Depois de um início de ano com números trágicos de contágio e mortes por Covid-19, Portugal está a regressar às atividades presenciais. De forma faseada e por setor, desde 19 de abril que os espaços culturais puderam voltar a abrir e, desde o início deste mês, reabriram também os espaços de restauração que, em conjunto com os espaços culturais, se ajudam e complementam reciprocamente.

O nosso país está, uma vez mais, entre os melhores da Europa no controle da pandemia. Importa pois, que não se volte a perder a rédea a esta conjuntura favorável, tão importante para tantos setores de atividade. Na Cultura, o impacto dos confinamentos foi brutal e começam agora a fazer-se os primeiros ensaios de concertos ao ar livre para grandes grupos de pessoas, de acordo com as normas sanitárias.

Uma necessidade urgente, pois todos queremos, e necessitamos, voltar a ter eventos culturais, desportivos e religiosos com público. Temos que saber viver com a contingência: máscara, desinfetante, distanciamento e, claro, acima de tudo, vacinas. Para todas e para todos. De todas as idades.

Até à erradicação desta doença terrível que, segundo alguns cientistas, deve ser combatida como o sarampo e não tolerada, como a gripe. Uma das sensações mais palpáveis que o “novo normal” nos trouxe foi a de uma renovada consciência acerca da importância de vivermos em sociedade e de como, enquanto seres humanos, precisamos uns dos outros, quer para sobrevivermos, como para sermos felizes. De facto, precisamos de estar com os outros. Desde logo, com a nossa família.
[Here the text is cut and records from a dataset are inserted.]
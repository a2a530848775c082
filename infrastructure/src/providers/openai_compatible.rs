//! Adapter for vendors speaking the OpenAI chat-completions protocol
//!
//! OpenAI, Mistral, Perplexity, DeepSeek, Grok and OpenRouter share the
//! request and response shapes; they differ only in error envelope and
//! extra headers, captured by [`VendorProfile`].

use super::http::{ErrorShape, MAX_OUTPUT_TOKENS, TEMPERATURE, execute, require_text};
use async_trait::async_trait;
use comparator_application::ProviderAdapter;
use comparator_domain::{ProviderDescriptor, ProviderError, ProviderKind};
use serde::{Deserialize, Serialize};
use tracing::debug;

/// Per-vendor differences of the chat-completions protocol
#[derive(Debug, Clone, PartialEq, Eq)]
pub struct VendorProfile {
    pub error_shape: ErrorShape,
    pub extra_headers: Vec<(&'static str, &'static str)>,
}

impl VendorProfile {
    pub fn standard() -> Self {
        Self {
            error_shape: ErrorShape::Nested,
            extra_headers: Vec::new(),
        }
    }

    pub fn for_kind(kind: ProviderKind) -> Self {
        match kind {
            ProviderKind::Mistral => Self {
                error_shape: ErrorShape::TopLevel,
                extra_headers: Vec::new(),
            },
            ProviderKind::OpenRouter => Self {
                error_shape: ErrorShape::Nested,
                extra_headers: vec![
                    ("HTTP-Referer", "https://translationcomparator.app"),
                    ("X-Title", "Translation Comparator"),
                ],
            },
            _ => Self::standard(),
        }
    }
}

#[derive(Serialize)]
struct ChatRequest<'a> {
    model: &'a str,
    messages: [ChatMessage<'a>; 1],
    temperature: f32,
    max_tokens: u32,
}

#[derive(Serialize)]
struct ChatMessage<'a> {
    role: &'static str,
    content: &'a str,
}

#[derive(Deserialize)]
struct ChatResponse {
    #[serde(default)]
    choices: Vec<Choice>,
}

#[derive(Deserialize)]
struct Choice {
    message: Option<ChoiceMessage>,
}

#[derive(Deserialize)]
struct ChoiceMessage {
    content: Option<String>,
}

/// Bearer-authenticated chat-completions endpoint
pub struct ChatCompletionsAdapter {
    client: reqwest::Client,
    descriptor: ProviderDescriptor,
    api_key: String,
    profile: VendorProfile,
}

impl ChatCompletionsAdapter {
    pub fn new(
        client: reqwest::Client,
        descriptor: ProviderDescriptor,
        api_key: impl Into<String>,
        profile: VendorProfile,
    ) -> Self {
        Self {
            client,
            descriptor,
            api_key: api_key.into(),
            profile,
        }
    }
}

#[async_trait]
impl ProviderAdapter for ChatCompletionsAdapter {
    fn descriptor(&self) -> &ProviderDescriptor {
        &self.descriptor
    }

    async fn call(&self, prompt: &str, model: Option<&str>) -> Result<String, ProviderError> {
        let vendor = self.descriptor.display_name.as_str();
        let model = model.unwrap_or(&self.descriptor.default_model);
        debug!(provider = %self.descriptor.id, model, "POST {}", self.descriptor.endpoint);

        let body = ChatRequest {
            model,
            messages: [ChatMessage {
                role: "user",
                content: prompt,
            }],
            temperature: TEMPERATURE,
            max_tokens: MAX_OUTPUT_TOKENS,
        };

        let mut request = self
            .client
            .post(&self.descriptor.endpoint)
            .bearer_auth(&self.api_key)
            .json(&body);
        for (name, value) in &self.profile.extra_headers {
            request = request.header(*name, *value);
        }

        let response: ChatResponse = execute(request, vendor, self.profile.error_shape).await?;
        let text = response
            .choices
            .into_iter()
            .next()
            .and_then(|choice| choice.message)
            .and_then(|message| message.content);
        require_text(text, vendor, "choices")
    }
}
Mas, também, com os amigos. E, também, até, com aquelas e aqueles que não conhecemos mas que gostamos de ver: numa praça ou numa rua; numa praia ou num jardim; num teatro ou num estádio. Por isso, e cumprindo todas as regras, temos que voltar a viver em plena sociedade. Não apenas para voltarmos a produzir e a consumir bens. Mas, também, e muito, para voltarmos a ter lazer.